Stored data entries
---------------
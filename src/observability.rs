//! Logging subscriber initialisation.

use thiserror::Error;
use tracing_subscriber::{
    EnvFilter, Registry,
    layer::{Layer, SubscriberExt},
    util::SubscriberInitExt,
};

use crate::config::{LogFormat, LoggingConfig};

/// Errors raised while initialising logging.
#[derive(Debug, Error)]
pub enum ObservabilityError {
    /// Failed to initialise tracing subscriber.
    #[error("failed to initialise tracing subscriber: {0}")]
    TracingSubscriber(#[from] tracing_subscriber::util::TryInitError),
}

/// Install the global subscriber. Logs go to stderr so command output on
/// stdout stays machine readable.
///
/// # Errors
///
/// Returns [`ObservabilityError::TracingSubscriber`] if a subscriber is
/// already installed.
pub fn init_subscriber(config: &LoggingConfig) -> Result<(), ObservabilityError> {
    match config.log_format {
        LogFormat::Compact => init_with_layer(
            config,
            tracing_subscriber::fmt::layer()
                .compact()
                .with_writer(std::io::stderr)
                .with_target(true)
                .with_file(true)
                .with_line_number(true),
        ),
        LogFormat::Json => init_with_layer(
            config,
            tracing_subscriber::fmt::layer()
                .json()
                .with_writer(std::io::stderr)
                .with_current_span(true)
                .with_span_list(true)
                .with_target(true),
        ),
    }
}

fn build_env_filter(config: &LoggingConfig) -> EnvFilter {
    EnvFilter::try_from_default_env().unwrap_or_else(|_| EnvFilter::new(&config.log_level))
}

fn init_with_layer<L>(config: &LoggingConfig, fmt_layer: L) -> Result<(), ObservabilityError>
where
    L: Layer<Registry> + Send + Sync + 'static,
{
    tracing_subscriber::registry()
        .with(fmt_layer)
        .with(build_env_filter(config))
        .try_init()?;

    Ok(())
}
---------------
- **Problem to solve**
Each line above with the string "LoggingConfig" should be reported in full.

- **Result of this exercise**
use crate::config::{LogFormat, LoggingConfig};
pub fn init_subscriber(config: &LoggingConfig) -> Result<(), ObservabilityError> {
fn build_env_filter(config: &LoggingConfig) -> EnvFilter {
fn init_with_layer<L>(config: &LoggingConfig, fmt_layer: L) -> Result<(), ObservabilityError>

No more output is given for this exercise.